Quick Summary: ISO 27001 auditors increasingly ask for evidence of non-human identity governance — credential inventories, access scopes, ownership records — that most teams can only assemble manually in the days before an audit. Oleria, an AI-native identity security & governance platform, continuously maintains ISO 27001-aligned NHI evidence and generates it on demand.
ISO 27001:2022 access control requirements apply to every identity - human and non-human alike - yet most evidence packs still cover only humans. Oleria closes that gap by continuously assembling per-NHI evidence mapped to the relevant Annex A controls, so your next audit is ready when the auditor arrives.
ISO 27001:2022 reorganized Annex A into four themes - organizational, people, physical, and technological. Access control now spans controls 5.15-5.18 and 8.2-8.5, and the language applies to identities broadly, not just human accounts. Most ISO programs still treat NHIs as a configuration concern rather than an identity-management concern, which means their evidence packs have a systematic gap that auditors are increasingly trained to find.
When an auditor asks for access review evidence on a specific service account or API key, the typical response is silence or a spreadsheet assembled the night before. The underlying NHI data exists in various systems - IdPs, cloud consoles, secrets managers - but it has never been aggregated, mapped to controls, or tied to an audit cycle. The result is a finding, a caveat in the auditor's report, or a last-minute scramble that erodes confidence in the program.
Oleria continuously collects, normalizes, and maps NHI lifecycle data to ISO 27001 controls so that evidence is always current and always structured for an auditor.
Every NHI carries per-control evidence covering 5.15 (access control policy), 5.16 (identity management), 5.17 (authentication information), 5.18 (access rights), 8.2 (privileged access rights), 8.3 (information access restriction), and 8.5 (secure authentication). Each record is timestamped and tied to the specific NHI, owner, and review event.
Evidence accumulates continuously against named audit cycles. At surveillance or recertification time, you filter by cycle and export - no manual aggregation required. The auditor sees current evidence, not a reconstructed snapshot.
Stage 1 documentation reviews get policy-level evidence showing that access management processes exist and cover NHIs. Stage 2 operational effectiveness tests get per-NHI detail: who owns it, what scope it holds, when it was reviewed, and what changed.
ISO 27001 evidence shares structure with SOC 2, ISO 27017, and ISO 27018. Oleria labels the same per-NHI records for each framework, eliminating duplicate collection cycles when you carry more than one certification.
Oleria generates complete ISO 27001 NHI Compliance Evidence for every Annex A access control, keeping your program audit-ready around the clock.

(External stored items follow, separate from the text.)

use anyhow::Result;
use crossterm::{
    event::{self, DisableMouseCapture, EnableMouseCapture, Event, KeyCode, KeyEventKind},
    execute,
    terminal::{EnterAlternateScreen, LeaveAlternateScreen, disable_raw_mode, enable_raw_mode},
};
use ratatui::{
    Frame, Terminal,
    backend::CrosstermBackend,
    layout::{Constraint, Direction, Layout},
    style::{Color, Style},
    text::{Line, Span},
    widgets::{Block, Borders, List, ListItem, ListState, Paragraph, Wrap},
};
use slidesmith_engine::text::LineIndex;
use slidesmith_engine::{
    EditHistory, Severity, Slide, ValidationError, Validator, delete_slide, duplicate_slide,
    extract_slides, get_slide_title, io, reorder_slides,
};
use std::io::{Stdout, stdout};
use std::path::PathBuf;

struct App {
    path: PathBuf,
    history: EditHistory,
    validator: Validator,
    slides: Vec<Slide>,
    diagnostics: Vec<ValidationError>,
    slide_list_state: ListState,
    saved: String,
    status: String,
}

impl App {
    fn new(path: PathBuf, validator: Validator) -> Result<Self> {
        let content = io::read_document(&path)?;
        let mut app = Self {
            path,
            history: EditHistory::new(content.clone()),
            validator,
            slides: Vec::new(),
            diagnostics: Vec::new(),
            slide_list_state: ListState::default(),
            saved: content,
            status: String::new(),
        };
        app.refresh();

        // Select first slide if available
        if !app.slides.is_empty() {
            app.slide_list_state.select(Some(0));
        }

        Ok(app)
    }

    fn doc(&self) -> &str {
        self.history.current()
    }

    fn is_modified(&self) -> bool {
        self.doc() != self.saved
    }

    fn refresh(&mut self) {
        self.slides = extract_slides(self.history.current());
        self.diagnostics = self.validator.validate(self.history.current());
        if let Some(i) = self.slide_list_state.selected()
            && i >= self.slides.len()
        {
            self.slide_list_state
                .select(self.slides.len().checked_sub(1));
        }
    }

    fn next_slide(&mut self) {
        if self.slides.is_empty() {
            return;
        }
        let i = match self.slide_list_state.selected() {
            Some(i) => (i + 1) % self.slides.len(),
            None => 0,
        };
        self.slide_list_state.select(Some(i));
    }

    fn previous_slide(&mut self) {
        if self.slides.is_empty() {
            return;
        }
        let i = match self.slide_list_state.selected() {
            Some(0) | None => self.slides.len() - 1,
            Some(i) => i - 1,
        };
        self.slide_list_state.select(Some(i));
    }

    fn apply(&mut self, edit: impl FnOnce(&str) -> String) {
        let updated = edit(self.doc());
        if self.history.push(updated) {
            self.refresh();
        }
    }

    fn move_selected(&mut self, down: bool) {
        let Some(from) = self.slide_list_state.selected() else {
            return;
        };
        let to = if down { from + 1 } else { from.wrapping_sub(1) };
        if to >= self.slides.len() {
            return;
        }
        self.apply(|doc| reorder_slides(doc, from, to));
        self.slide_list_state.select(Some(to));
    }

    fn delete_selected(&mut self) {
        if let Some(i) = self.slide_list_state.selected() {
            self.apply(|doc| delete_slide(doc, i));
        }
    }

    fn duplicate_selected(&mut self) {
        if let Some(i) = self.slide_list_state.selected() {
            self.apply(|doc| duplicate_slide(doc, i));
            self.slide_list_state.select(Some(i + 1));
        }
    }

    fn undo(&mut self) {
        if self.history.undo().is_some() {
            self.refresh();
        }
    }

    fn redo(&mut self) {
        if self.history.redo().is_some() {
            self.refresh();
        }
    }

    fn save(&mut self) {
        match io::write_document(&self.path, self.history.current()) {
            Ok(()) => {
                self.saved = self.history.current().to_string();
                self.status = format!("saved {}", self.path.display());
            }
            Err(e) => self.status = format!("Error saving: {e}"),
        }
    }

    /// Slide HTML followed by the diagnostics whose line falls inside it.
    fn selected_content(&self) -> Vec<Line<'static>> {
        let Some(slide) = self
            .slide_list_state
            .selected()
            .and_then(|i| self.slides.get(i))
        else {
            return self.diagnostics.iter().map(diagnostic_line).collect();
        };

        let lines = LineIndex::new(self.doc());
        let first = lines.line(slide.start);
        let last = lines.line(slide.end.saturating_sub(1));

        let mut content: Vec<Line> = slide
            .html
            .lines()
            .map(|l| Line::from(l.to_string()))
            .collect();
        let problems: Vec<_> = self
            .diagnostics
            .iter()
            .filter(|d| (first..=last).contains(&d.line))
            .collect();
        if !problems.is_empty() {
            content.push(Line::from(String::new()));
            content.extend(problems.into_iter().map(diagnostic_line));
        }
        content
    }
}

fn diagnostic_line(d: &ValidationError) -> Line<'static> {
    let color = match d.severity {
        Severity::Error => Color::Red,
        Severity::Warning => Color::Yellow,
    };
    Line::from(Span::styled(d.to_string(), Style::default().fg(color)))
}

pub fn run(path: PathBuf, validator: Validator) -> Result<()> {
    // Load before touching the terminal so errors print normally
    let mut app = App::new(path, validator)?;

    // Setup terminal
    enable_raw_mode()?;
    let mut stdout = stdout();
    execute!(stdout, EnterAlternateScreen, EnableMouseCapture)?;
    let backend = CrosstermBackend::new(stdout);
    let mut terminal = Terminal::new(backend)?;

    let res = run_app(&mut terminal, &mut app);

    // Restore terminal
    disable_raw_mode()?;
    execute!(
        terminal.backend_mut(),
        LeaveAlternateScreen,
        DisableMouseCapture
    )?;
    terminal.show_cursor()?;

    if let Err(err) = res {
        println!("{err:?}");
    }

    Ok(())
}

fn run_app(terminal: &mut Terminal<CrosstermBackend<Stdout>>, app: &mut App) -> Result<()> {
    loop {
        terminal.draw(|f| ui(f, app))?;

        if let Event::Key(key) = event::read()?
            && key.kind == KeyEventKind::Press
        {
            app.status.clear();
            match key.code {
                KeyCode::Char('q') => return Ok(()),
                KeyCode::Down | KeyCode::Char('j') => app.next_slide(),
                KeyCode::Up | KeyCode::Char('k') => app.previous_slide(),
                KeyCode::Char('J') => app.move_selected(true),
                KeyCode::Char('K') => app.move_selected(false),
                KeyCode::Char('d') => app.delete_selected(),
                KeyCode::Char('y') => app.duplicate_selected(),
                KeyCode::Char('u') => app.undo(),
                KeyCode::Char('r') => app.redo(),
                KeyCode::Char('s') => app.save(),
                _ => {}
            }
        }
    }
}

fn ui(f: &mut Frame, app: &mut App) {
    let rows = Layout::default()
        .direction(Direction::Vertical)
        .constraints([Constraint::Min(0), Constraint::Length(2)])
        .split(f.area());
    let chunks = Layout::default()
        .direction(Direction::Horizontal)
        .margin(1)
        .constraints([Constraint::Percentage(30), Constraint::Percentage(70)])
        .split(rows[0]);

    // Slide list panel
    let slide_items: Vec<ListItem> = app
        .slides
        .iter()
        .enumerate()
        .map(|(i, slide)| {
            ListItem::new(Line::from(format!("{:>2}. {}", i + 1, get_slide_title(&slide.html))))
        })
        .collect();

    let title = format!(
        "Slides{}",
        if app.is_modified() { " [modified]" } else { "" }
    );
    let slide_list = List::new(slide_items)
        .block(Block::default().borders(Borders::ALL).title(title))
        .highlight_style(Style::default().bg(Color::Yellow).fg(Color::Black));

    f.render_stateful_widget(slide_list, chunks[0], &mut app.slide_list_state);

    // Content panel
    let mut content_text = app.selected_content();
    if content_text.is_empty() {
        content_text.push(Line::from("No slides in this document"));
    }

    let content = Paragraph::new(content_text)
        .block(Block::default().borders(Borders::ALL).title("Slide"))
        .wrap(Wrap { trim: false });

    f.render_widget(content, chunks[1]);

    // Instructions
    let help_text = if app.status.is_empty() {
        Line::from(vec![
            Span::raw("q: Quit | ↑/k ↓/j: Select | K/J: Move | "),
            Span::raw("d: Delete | y: Duplicate | u/r: Undo/Redo | s: Save"),
        ])
    } else {
        Line::from(app.status.clone())
    };

    f.render_widget(Paragraph::new(help_text), rows[1]);
}
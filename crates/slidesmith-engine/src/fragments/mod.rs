//! # Fragment Generators
//!
//! Pure string templates for the elements a user can insert into a slide,
//! and the shared placement rule that splices them into a document.
//!
//! ## Modules
//!
//! - **`escape`**: content and attribute escapers
//! - **`table`**, **`chart`**, **`code_block`**, **`equation`**, **`image`**:
//!   one config type and one generator each
//!
//! Class names emitted here are matched by the shipped stylesheet and by
//! client-side renderers, so they are part of the output format.

pub mod chart;
pub mod code_block;
pub mod equation;
pub mod escape;
pub mod image;
pub mod table;

use std::sync::LazyLock;

use regex::Regex;

use crate::deck::segment::slide_at_byte;
use crate::text::{byte_to_utf16, utf16_to_byte};

pub use chart::{
    ChartConfig, ChartData, ChartDataset, ChartType, generate_chart_html, generate_chart_html_with_id,
};
pub use code_block::{CodeBlockConfig, CodeBlockStyle, generate_code_block_html};
pub use equation::{
    EquationAlignment, EquationConfig, EquationDisplay, LatexError, generate_equation_html,
    validate_latex,
};
pub use escape::{escape_attribute, escape_html};
pub use image::{ImageConfig, convert_to_split_layout, generate_image_html, insert_image_to_html};
pub use table::{TableConfig, TableStyle, generate_table_html};

/// Error for style names that do not match any known variant.
#[derive(Debug, Clone, PartialEq, Eq, thiserror::Error)]
#[error("unknown {kind} '{value}'")]
pub struct UnknownVariant {
    pub kind: &'static str,
    pub value: String,
}

pub(crate) static FOOTER_BLOCK_RE: LazyLock<Regex> =
    LazyLock::new(|| Regex::new(r#"(?s)<div class="footer">.*?</div>"#).unwrap());

const FOOTER_PAD: &str = "\n        ";
const CLOSING_PAD: &str = "\n    ";
const LOOSE_PAD: &str = "\n";

/// Document after an insertion, with the editor cursor to restore.
#[derive(Debug, Clone, PartialEq, Eq)]
pub struct Insertion {
    pub new_content: String,
    /// UTF-16 offset just past the inserted text, padding included.
    pub new_cursor_pos: usize,
}

/// Splices `fragment` into `doc` for an editor cursor at UTF-16 `cursor`.
///
/// Inside a slide the fragment goes before the slide's footer, or before
/// the slide's closing `</div>` when there is no footer. Outside every slide
/// it goes at the cursor itself.
pub fn insert_fragment(doc: &str, cursor: usize, fragment: &str) -> Insertion {
    let pos = utf16_to_byte(doc, cursor);

    let (at, pad) = match slide_at_byte(doc, pos) {
        Some(slide) => match FOOTER_BLOCK_RE.find(&slide.html) {
            Some(footer) => (slide.start + footer.start(), FOOTER_PAD),
            None => (slide.end - "</div>".len(), CLOSING_PAD),
        },
        None => (pos, LOOSE_PAD),
    };

    let inserted = format!("{pad}{fragment}{pad}");
    let mut new_content = String::with_capacity(doc.len() + inserted.len());
    new_content.push_str(&doc[..at]);
    new_content.push_str(&inserted);
    new_content.push_str(&doc[at..]);

    Insertion {
        new_cursor_pos: byte_to_utf16(&new_content, at + inserted.len()),
        new_content,
    }
}

pub fn insert_table_to_html(doc: &str, cursor: usize, config: &TableConfig) -> Insertion {
    insert_fragment(doc, cursor, &generate_table_html(config))
}

pub fn insert_chart_to_html(doc: &str, cursor: usize, config: &ChartConfig) -> Insertion {
    insert_fragment(doc, cursor, &generate_chart_html(config))
}

pub fn insert_code_block_to_html(doc: &str, cursor: usize, config: &CodeBlockConfig) -> Insertion {
    insert_fragment(doc, cursor, &generate_code_block_html(config))
}

/// Inline and block equations share the slide placement rule.
pub fn insert_equation_to_html(doc: &str, cursor: usize, config: &EquationConfig) -> Insertion {
    insert_fragment(doc, cursor, &generate_equation_html(config))
}

/// Any insertable element.
#[derive(Debug, Clone, PartialEq)]
pub enum Fragment {
    Table(TableConfig),
    Chart(ChartConfig),
    CodeBlock(CodeBlockConfig),
    Equation(EquationConfig),
    Image(ImageConfig),
}

impl Fragment {
    pub fn to_html(&self) -> String {
        match self {
            Fragment::Table(c) => generate_table_html(c),
            Fragment::Chart(c) => generate_chart_html(c),
            Fragment::CodeBlock(c) => generate_code_block_html(c),
            Fragment::Equation(c) => generate_equation_html(c),
            Fragment::Image(c) => generate_image_html(c),
        }
    }

    /// Inserts this fragment. Images convert the enclosing slide to the
    /// split layout instead of using the footer rule.
    pub fn insert_into(&self, doc: &str, cursor: usize) -> Insertion {
        match self {
            Fragment::Image(c) => insert_image_to_html(doc, cursor, c),
            other => insert_fragment(doc, cursor, &other.to_html()),
        }
    }
}
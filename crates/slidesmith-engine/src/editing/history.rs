use std::collections::VecDeque;

/// Most snapshots kept; the oldest are dropped first.
pub const MAX_HISTORY: usize = 50;

/// Linear undo/redo over whole-document snapshots.
///
/// Pushing after an undo discards the redo branch. Grouping rapid edits into
/// one snapshot is up to the caller.
#[derive(Debug, Clone)]
pub struct EditHistory {
    entries: VecDeque<String>,
    index: usize,
}

impl EditHistory {
    pub fn new(initial: impl Into<String>) -> Self {
        Self {
            entries: VecDeque::from([initial.into()]),
            index: 0,
        }
    }

    pub fn current(&self) -> &str {
        self.entries.get(self.index).map_or("", String::as_str)
    }

    /// Records a snapshot. Returns false when it equals the current one.
    pub fn push(&mut self, content: impl Into<String>) -> bool {
        let content = content.into();
        if content == self.current() {
            return false;
        }
        self.entries.truncate(self.index + 1);
        self.entries.push_back(content);
        while self.entries.len() > MAX_HISTORY {
            self.entries.pop_front();
        }
        self.index = self.entries.len() - 1;
        true
    }

    pub fn can_undo(&self) -> bool {
        self.index > 0
    }

    pub fn can_redo(&self) -> bool {
        self.index + 1 < self.entries.len()
    }

    pub fn undo(&mut self) -> Option<&str> {
        if !self.can_undo() {
            return None;
        }
        self.index -= 1;
        Some(self.current())
    }

    pub fn redo(&mut self) -> Option<&str> {
        if !self.can_redo() {
            return None;
        }
        self.index += 1;
        Some(self.current())
    }

    /// Starts over from `content` with no undo or redo.
    pub fn reset(&mut self, content: impl Into<String>) {
        self.entries.clear();
        self.entries.push_back(content.into());
        self.index = 0;
    }

    pub fn len(&self) -> usize {
        self.entries.len()
    }

    pub fn is_empty(&self) -> bool {
        self.entries.is_empty()
    }
}

#[cfg(test)]
mod tests {
    use super::*;
    use pretty_assertions::assert_eq;

    #[test]
    fn undo_and_redo_walk_the_snapshots() {
        let mut history = EditHistory::new("a");
        history.push("b");
        history.push("c");

        assert_eq!(history.undo(), Some("b"));
        assert_eq!(history.undo(), Some("a"));
        assert_eq!(history.undo(), None);
        assert_eq!(history.redo(), Some("b"));
        assert!(history.can_redo());
    }

    #[test]
    fn pushing_after_undo_drops_the_redo_branch() {
        let mut history = EditHistory::new("a");
        history.push("b");
        history.undo();
        history.push("x");
        assert!(!history.can_redo());
        assert_eq!(history.undo(), Some("a"));
        assert_eq!(history.len(), 2);
    }

    #[test]
    fn identical_snapshot_is_ignored() {
        let mut history = EditHistory::new("a");
        assert!(!history.push("a"));
        assert!(!history.can_undo());
    }

    #[test]
    fn oldest_entries_fall_off() {
        let mut history = EditHistory::new("0");
        for i in 1..=60 {
            history.push(i.to_string());
        }
        assert_eq!(history.len(), MAX_HISTORY);
        assert_eq!(history.current(), "60");
        while history.undo().is_some() {}
        assert_eq!(history.current(), "11");
    }

    #[test]
    fn reset_clears_everything() {
        let mut history = EditHistory::new("a");
        history.push("b");
        history.reset("z");
        assert_eq!(history.current(), "z");
        assert!(!history.can_undo());
        assert!(!history.can_redo());
    }
}
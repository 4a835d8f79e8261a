use regex::{NoExpand, Regex, RegexBuilder};

use crate::text::{byte_to_utf16, utf16_to_byte};

/// A match as an editor sees it: `[start, end)` in UTF-16 code units.
#[derive(Debug, Clone, Copy, PartialEq, Eq)]
pub struct TextMatch {
    pub start: usize,
    pub end: usize,
}

fn literal(query: &str, case_sensitive: bool) -> Option<Regex> {
    if query.is_empty() {
        return None;
    }
    RegexBuilder::new(&regex::escape(query))
        .case_insensitive(!case_sensitive)
        .build()
        .ok()
}

/// Every non-overlapping occurrence of `query`, taken literally.
pub fn find_matches(doc: &str, query: &str, case_sensitive: bool) -> Vec<TextMatch> {
    let Some(re) = literal(query, case_sensitive) else {
        return Vec::new();
    };
    re.find_iter(doc)
        .map(|m| TextMatch {
            start: byte_to_utf16(doc, m.start()),
            end: byte_to_utf16(doc, m.end()),
        })
        .collect()
}

/// Replaces one match previously returned by [`find_matches`] on `doc`.
pub fn replace_range(doc: &str, range: TextMatch, replacement: &str) -> String {
    let start = utf16_to_byte(doc, range.start);
    let end = utf16_to_byte(doc, range.end).max(start);
    format!("{}{replacement}{}", &doc[..start], &doc[end..])
}

/// Replaces every occurrence and reports how many there were.
pub fn replace_all(doc: &str, query: &str, replacement: &str, case_sensitive: bool) -> (String, usize) {
    let Some(re) = literal(query, case_sensitive) else {
        return (doc.to_string(), 0);
    };
    let count = re.find_iter(doc).count();
    (re.replace_all(doc, NoExpand(replacement)).into_owned(), count)
}
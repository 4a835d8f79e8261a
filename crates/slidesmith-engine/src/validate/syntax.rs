use super::{ErrorCode, Source, ValidationError};
use crate::scanner::scan_tags;

struct OpenTag {
    name: String,
    line: usize,
    column: usize,
}

/// Children a parent element may not contain.
fn forbids(parent: &str, child: &str) -> bool {
    match parent {
        "p" => matches!(
            child,
            "div" | "p" | "h1" | "h2" | "h3" | "h4" | "h5" | "h6" | "ul" | "ol" | "table"
        ),
        "a" => child == "a",
        "button" => matches!(child, "a" | "button"),
        _ => false,
    }
}

fn unclosed(tag: &OpenTag) -> ValidationError {
    ValidationError::new(
        ErrorCode::UnclosedTag,
        tag.line,
        Some(tag.column),
        format!("<{}> is never closed", tag.name),
    )
}

/// Tag balance over the scanner's events.
///
/// A closing tag that matches an element deeper in the stack closes that
/// element; everything opened above it is reported unclosed. A closing tag
/// that matches nothing on the stack is a mismatch and pops the top.
pub(super) fn check(src: &Source<'_>) -> Vec<ValidationError> {
    let mut errors = Vec::new();
    let mut stack: Vec<OpenTag> = Vec::new();

    for tag in scan_tags(src.html) {
        let line = src.line(tag.start());
        let column = src.column(tag.start());

        if tag.is_closing {
            let Some(top) = stack.last() else {
                errors.push(ValidationError::new(
                    ErrorCode::ClosingTagWithoutOpening,
                    line,
                    Some(column),
                    format!("closing tag </{}> has no matching opening tag", tag.name),
                ));
                continue;
            };

            match stack.iter().rposition(|open| open.name == tag.name) {
                Some(i) => {
                    errors.extend(stack.drain(i + 1..).map(|open| unclosed(&open)));
                    stack.pop();
                }
                None => {
                    errors.push(ValidationError::new(
                        ErrorCode::MismatchedClosingTag,
                        line,
                        Some(column),
                        format!(
                            "<{}> is closed by </{}> (opened on line {})",
                            top.name, tag.name, top.line
                        ),
                    ));
                    stack.pop();
                }
            }
            continue;
        }

        if tag.is_self_closing() {
            continue;
        }

        if let Some(parent) = stack.last()
            && forbids(&parent.name, &tag.name)
        {
            errors.push(ValidationError::new(
                ErrorCode::InvalidNesting,
                line,
                Some(column),
                format!(
                    "<{}> cannot be placed inside <{}> (opened on line {})",
                    tag.name, parent.name, parent.line
                ),
            ));
        }

        stack.push(OpenTag {
            name: tag.name,
            line,
            column,
        });
    }

    errors.extend(stack.iter().map(unclosed));
    errors
}
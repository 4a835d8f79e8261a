use std::sync::LazyLock;

use regex::Regex;
use serde::{Deserialize, Serialize};

use super::escape::{escape_attribute, escape_html};
use super::{FOOTER_BLOCK_RE, Insertion, insert_fragment};
use crate::deck::segment::{SLIDE_OPEN_PATTERN, slide_at_byte};
use crate::images::IMAGES_FOLDER;
use crate::text::{byte_to_utf16, utf16_to_byte};

static WHOLE_SLIDE_RE: LazyLock<Regex> =
    LazyLock::new(|| Regex::new(&format!(r"(?s)^{SLIDE_OPEN_PATTERN}(.*)</div>$")).unwrap());
static TITLE_RE: LazyLock<Regex> = LazyLock::new(|| Regex::new(r"(?s)<h1[^>]*>.*?</h1>").unwrap());
static SPLIT_OPEN_RE: LazyLock<Regex> =
    LazyLock::new(|| Regex::new(r#"^<div\s+class="[^"]*\bslide-split\b"#).unwrap());

/// True when the slide's opening tag already carries `slide-split`.
fn is_split_slide(slide_html: &str) -> bool {
    SPLIT_OPEN_RE.is_match(slide_html)
}

/// An image to place in a slide.
#[derive(Debug, Clone, Default, PartialEq, Eq, Serialize, Deserialize)]
pub struct ImageConfig {
    /// URL or data URI, used when no stored file name is given.
    pub src: String,
    pub alt: String,
    /// Name of the image in the image store; referenced as `images/<name>`.
    pub file_name: Option<String>,
}

impl ImageConfig {
    pub fn resolved_src(&self) -> String {
        match &self.file_name {
            Some(name) => format!("{IMAGES_FOLDER}{name}"),
            None => self.src.clone(),
        }
    }
}

/// A centred image with its alt text shown as a caption.
pub fn generate_image_html(config: &ImageConfig) -> String {
    format!(
        "<div style=\"text-align: center; margin: 30px 0;\">\n    <img src=\"{}\" alt=\"{}\" style=\"max-width: 600px; max-height: 400px; width: auto; height: auto;\">\n    <p style=\"font-size: 16px; color: #7f8c8d; margin-top: 10px; font-style: italic;\">{}</p>\n</div>",
        escape_attribute(&config.resolved_src()),
        escape_attribute(&config.alt),
        escape_html(&config.alt)
    )
}

/// Rewrites one slide into the two-pane layout: title on top, the existing
/// body on the left, the image on the right, footer kept last.
///
/// Input that is not a single whole slide, or is already split, is returned
/// unchanged.
pub fn convert_to_split_layout(slide_html: &str, config: &ImageConfig) -> String {
    if is_split_slide(slide_html) {
        return slide_html.to_string();
    }
    let Some(caps) = WHOLE_SLIDE_RE.captures(slide_html) else {
        return slide_html.to_string();
    };
    let inner = caps.get(1).map_or("", |m| m.as_str());

    let footer = FOOTER_BLOCK_RE.find(inner).map_or("", |m| m.as_str());
    let title = TITLE_RE.find(inner).map_or("", |m| m.as_str());

    let mut body = inner.to_string();
    if !footer.is_empty() {
        body = body.replacen(footer, "", 1);
    }
    if !title.is_empty() {
        body = body.replacen(title, "", 1);
    }

    format!(
        r#"<div class="slide slide-split">
        {title}
        <div class="slide-split-content">
            <div class="slide-content">
{}
            </div>
            <div class="slide-image">
                <img src="{}" alt="{}">
            </div>
        </div>
        {footer}
    </div>"#,
        body.trim(),
        escape_attribute(&config.resolved_src()),
        escape_attribute(&config.alt)
    )
}

/// Inserts an image for a UTF-16 `cursor`. Inside a plain slide the slide is
/// converted to the split layout; a slide that is already split, or a cursor
/// outside every slide, gets the centred image block instead.
pub fn insert_image_to_html(doc: &str, cursor: usize, config: &ImageConfig) -> Insertion {
    let slide = match slide_at_byte(doc, utf16_to_byte(doc, cursor)) {
        Some(slide) if !is_split_slide(&slide.html) => slide,
        _ => return insert_fragment(doc, cursor, &generate_image_html(config)),
    };

    let split = convert_to_split_layout(&slide.html, config);
    let new_content = format!("{}{split}{}", &doc[..slide.start], &doc[slide.end..]);
    Insertion {
        new_cursor_pos: byte_to_utf16(&new_content, slide.start + split.len()),
        new_content,
    }
}

#[cfg(test)]
mod tests {
    use super::*;
    use crate::deck::{extract_slides, get_slide_title};
    use insta::assert_snapshot;

    fn stored(name: &str) -> ImageConfig {
        ImageConfig {
            src: String::new(),
            alt: "chart".to_string(),
            file_name: Some(name.to_string()),
        }
    }

    #[test]
    fn split_layout_moves_title_and_footer() {
        let slide = "<div class=\"slide\">\n        <h1>Results</h1>\n        <p>Body</p>\n        <div class=\"footer\">1/1</div>\n    </div>";
        assert_snapshot!(convert_to_split_layout(slide, &stored("image_1_0.png")), @r#"
        <div class="slide slide-split">
                <h1>Results</h1>
                <div class="slide-split-content">
                    <div class="slide-content">
        <p>Body</p>
                    </div>
                    <div class="slide-image">
                        <img src="images/image_1_0.png" alt="chart">
                    </div>
                </div>
                <div class="footer">1/1</div>
            </div>
        "#);
    }

    #[test]
    fn non_slide_input_is_unchanged() {
        let html = "<p>not a slide</p>";
        assert_eq!(convert_to_split_layout(html, &stored("x.png")), html);
    }

    #[test]
    fn inserting_inside_a_slide_replaces_it() {
        let doc = "<body><div class=\"slide\"><h1>A</h1></div><div class=\"slide\"><h1>B</h1></div></body>";
        let ins = insert_image_to_html(doc, 8, &stored("a.png"));
        let slides = extract_slides(&ins.new_content);
        assert_eq!(slides.len(), 2);
        assert!(slides[0].html.starts_with("<div class=\"slide slide-split\">"));
        assert_eq!(get_slide_title(&slides[0].html), "A");
        assert_eq!(ins.new_cursor_pos, slides[0].end);
        assert_eq!(slides[1].html, "<div class=\"slide\"><h1>B</h1></div>");
    }

    #[test]
    fn second_image_in_a_split_slide_is_a_plain_figure() {
        // Given a slide that already took one image
        let doc = "<body><div class=\"slide\"><h1>A</h1><p>Body</p><div class=\"footer\">1/1</div></div></body>";
        let first = insert_image_to_html(doc, 8, &stored("one.png"));

        // When a second image goes into the same slide
        let body_at = first.new_content.find("Body").unwrap();
        let cursor = byte_to_utf16(&first.new_content, body_at);
        let second = insert_image_to_html(&first.new_content, cursor, &stored("two.png"));

        // Then the layout is not split again and the figure sits before the footer
        let slides = extract_slides(&second.new_content);
        assert_eq!(slides.len(), 1);
        let html = &slides[0].html;
        assert_eq!(html.matches("slide-split-content").count(), 1);
        assert_eq!(html.matches("<div class=\"slide slide-split\">").count(), 1);
        assert!(html.contains("<img src=\"images/one.png\" alt=\"chart\">"));
        let figure = html.find("images/two.png").unwrap();
        assert!(figure < html.find("<div class=\"footer\">").unwrap());
        assert!(html.contains("<div style=\"text-align: center; margin: 30px 0;\">"));
    }

    #[test]
    fn split_slides_are_not_converted_again() {
        let split = convert_to_split_layout(
            "<div class=\"slide\"><h1>A</h1><p>x</p></div>",
            &stored("one.png"),
        );
        assert_eq!(convert_to_split_layout(&split, &stored("two.png")), split);
    }

    #[test]
    fn inserting_outside_slides_uses_cursor() {
        let config = ImageConfig {
            src: "https://example.com/a.png".to_string(),
            alt: "A \"quoted\" alt".to_string(),
            file_name: None,
        };
        let ins = insert_image_to_html("<body></body>", 6, &config);
        assert!(ins.new_content.starts_with("<body>\n<div style=\"text-align: center;"));
        assert!(ins.new_content.contains("src=\"https://example.com/a.png\""));
        assert!(ins.new_content.contains("alt=\"A &quot;quoted&quot; alt\""));
        assert!(ins.new_content.ends_with("</div>\n</body>"));
    }
}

Your ISO recertification is three weeks out. The lead auditor sends a sample of 40 NHIs - service accounts, API keys, and OAuth credentials - and asks for access review evidence tied to Annex A controls 5.18 and 8.2. In a typical environment that request triggers a multi-team scramble across cloud consoles, IdP logs, and ticket systems. With Oleria, the GRC lead applies the auditor's NHI list as a filter, selects the ISO 27001 evidence view, and exports a structured pack in under ten minutes. Each record shows the NHI, its owner, its declared scope, the last review date and outcome, and the specific control reference. The auditor closes the sample without findings.

A non-human identity is any credential or identity principal that is not directly tied to a human user session - service accounts, API keys, OAuth clients, machine tokens, CI/CD pipeline credentials, and similar. They authenticate and access systems just as humans do, but are rarely subject to the same governance controls.
Oleria generates evidence for the access control and identity management controls in the organizational theme (5.15 - 5.18) and the technological theme (8.2, 8.3, 8.5). These are the controls auditors focus on when assessing whether NHI access is managed with appropriate rigor.
SOC 2 follows AICPA Trust Services Criteria; ISO 27001 follows ISO Annex A. The underlying NHI data Oleria collects is the same - ownership, scope, review history, lifecycle events. The difference is the framework label applied at export. If you carry both certifications, the same evidence set supports both packs.
ISO 27017 adds cloud-specific controls and ISO 27018 adds PII-in-cloud controls. Both share the access control foundation of ISO 27001. Oleria's per-NHI evidence supports the common access control controls across all three; the cloud and PII-specific extensions build on the same data.
No. The per-NHI evidence is useful for any access governance program. ISO 27001 certification is one destination for that evidence, but the continuous inventory, ownership tracking, and review records are independently valuable regardless of certification status.